**Work item:** Print each line from the start of the records below up through the line where "used when flattening." is found, exactly as given.

**Data for this task:**

-*-

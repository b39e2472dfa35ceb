//! Document value representation.
//!
//! Documents read from the source database have arbitrary nesting and
//! per-field types that are only known at runtime. `DocValue` is the
//! tagged tree every source converts into before any transform runs.

use serde::ser::{SerializeMap, SerializeSeq};
use serde::{Serialize, Serializer};

/// A single value inside a source document.
///
/// Objects keep their keys in source order, which is the traversal order
/// used when flattening.
#[derive(Debug, Clone, PartialEq)]
pub enum DocValue {
    /// Null (also used for BSON undefined, min key and max key)
    Null,

    /// Boolean value
    Bool(bool),

    /// 64-bit signed integer
    Int(i64),

    /// 64-bit floating point
    Float(f64),

    /// String value
    String(String),

    /// Array of values
    Array(Vec<DocValue>),

    /// Ordered map of values
    Object(Vec<(String, DocValue)>),
}

impl DocValue {
    /// Build an object from key/value pairs, preserving their order.
    pub fn object<K, I>(entries: I) -> Self
    where
        K: Into<String>,
        I: IntoIterator<Item = (K, DocValue)>,
    {
        Self::Object(entries.into_iter().map(|(k, v)| (k.into(), v)).collect())
    }

    /// Create a string value.
    pub fn string(value: impl Into<String>) -> Self {
        Self::String(value.into())
    }

    /// Short name of the variant, used in diagnostics.
    pub fn kind(&self) -> &'static str {
        match self {
            Self::Null => "null",
            Self::Bool(_) => "bool",
            Self::Int(_) => "int",
            Self::Float(_) => "float",
            Self::String(_) => "string",
            Self::Array(_) => "array",
            Self::Object(_) => "object",
        }
    }

    /// Check if this value is null.
    pub fn is_null(&self) -> bool {
        matches!(self, Self::Null)
    }

    /// Check if this value is a nested object.
    pub fn is_object(&self) -> bool {
        matches!(self, Self::Object(_))
    }

    /// Try to get this value as an i64.
    pub fn as_i64(&self) -> Option<i64> {
        match self {
            Self::Int(i) => Some(*i),
            _ => None,
        }
    }

    /// Try to get this value as an f64.
    pub fn as_f64(&self) -> Option<f64> {
        match self {
            Self::Float(f) => Some(*f),
            _ => None,
        }
    }

    /// Try to get this value as a string reference.
    pub fn as_str(&self) -> Option<&str> {
        match self {
            Self::String(s) => Some(s),
            _ => None,
        }
    }

    /// Try to get this value as an array.
    pub fn as_array(&self) -> Option<&[DocValue]> {
        match self {
            Self::Array(arr) => Some(arr),
            _ => None,
        }
    }

    /// Try to get the entries of this value as an object.
    pub fn as_object(&self) -> Option<&[(String, DocValue)]> {
        match self {
            Self::Object(entries) => Some(entries),
            _ => None,
        }
    }

    /// Look up a direct child of an object by key.
    ///
    /// Returns the last entry when a key appears more than once.
    pub fn get(&self, key: &str) -> Option<&DocValue> {
        self.as_object()?
            .iter()
            .rev()
            .find(|(k, _)| k == key)
            .map(|(_, v)| v)
    }

    /// Render this value as compact JSON text.
    ///
    /// Non-finite floats have no JSON representation and render as `null`.
    pub fn to_json_string(&self) -> String {
        serde_json::to_string(self).unwrap_or_else(|_| String::from("null"))
    }
}

impl Serialize for DocValue {
    fn serialize<S: Serializer>(&self, serializer: S) -> Result<S::Ok, S::Error> {
        match self {
            Self::Null => serializer.serialize_unit(),
            Self::Bool(b) => serializer.serialize_bool(*b),
            Self::Int(i) => serializer.serialize_i64(*i),
            Self::Float(f) => serializer.serialize_f64(*f),
            Self::String(s) => serializer.serialize_str(s),
            Self::Array(items) => {
                let mut seq = serializer.serialize_seq(Some(items.len()))?;
                for item in items {
                    seq.serialize_element(item)?;
                }
                seq.end()
            }
            Self::Object(entries) => {
                let mut map = serializer.serialize_map(Some(entries.len()))?;
                for (k, v) in entries {
                    map.serialize_entry(k, v)?;
                }
                map.end()
            }
        }
    }
}

impl From<bool> for DocValue {
    fn from(b: bool) -> Self {
        Self::Bool(b)
    }
}

impl From<i64> for DocValue {
    fn from(i: i64) -> Self {
        Self::Int(i)
    }
}

impl From<i32> for DocValue {
    fn from(i: i32) -> Self {
        Self::Int(i as i64)
    }
}

impl From<f64> for DocValue {
    fn from(f: f64) -> Self {
        Self::Float(f)
    }
}

impl From<&str> for DocValue {
    fn from(s: &str) -> Self {
        Self::String(s.to_string())
    }
}

impl From<String> for DocValue {
    fn from(s: String) -> Self {
        Self::String(s)
    }
}

impl<T: Into<DocValue>> From<Vec<T>> for DocValue {
    fn from(items: Vec<T>) -> Self {
        Self::Array(items.into_iter().map(Into::into).collect())
    }
}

-*-

**Written solution:**
repository b39e2472dfa35ceb
//! Document value representation.
//!
//! Documents read from the source database have arbitrary nesting and
//! per-field types that are only known at runtime. `DocValue` is the
//! tagged tree every source converts into before any transform runs.

use serde::ser::{SerializeMap, SerializeSeq};
use serde::{Serialize, Serializer};

/// A single value inside a source document.
///
/// Objects keep their keys in source order, which is the traversal order
/// used when flattening.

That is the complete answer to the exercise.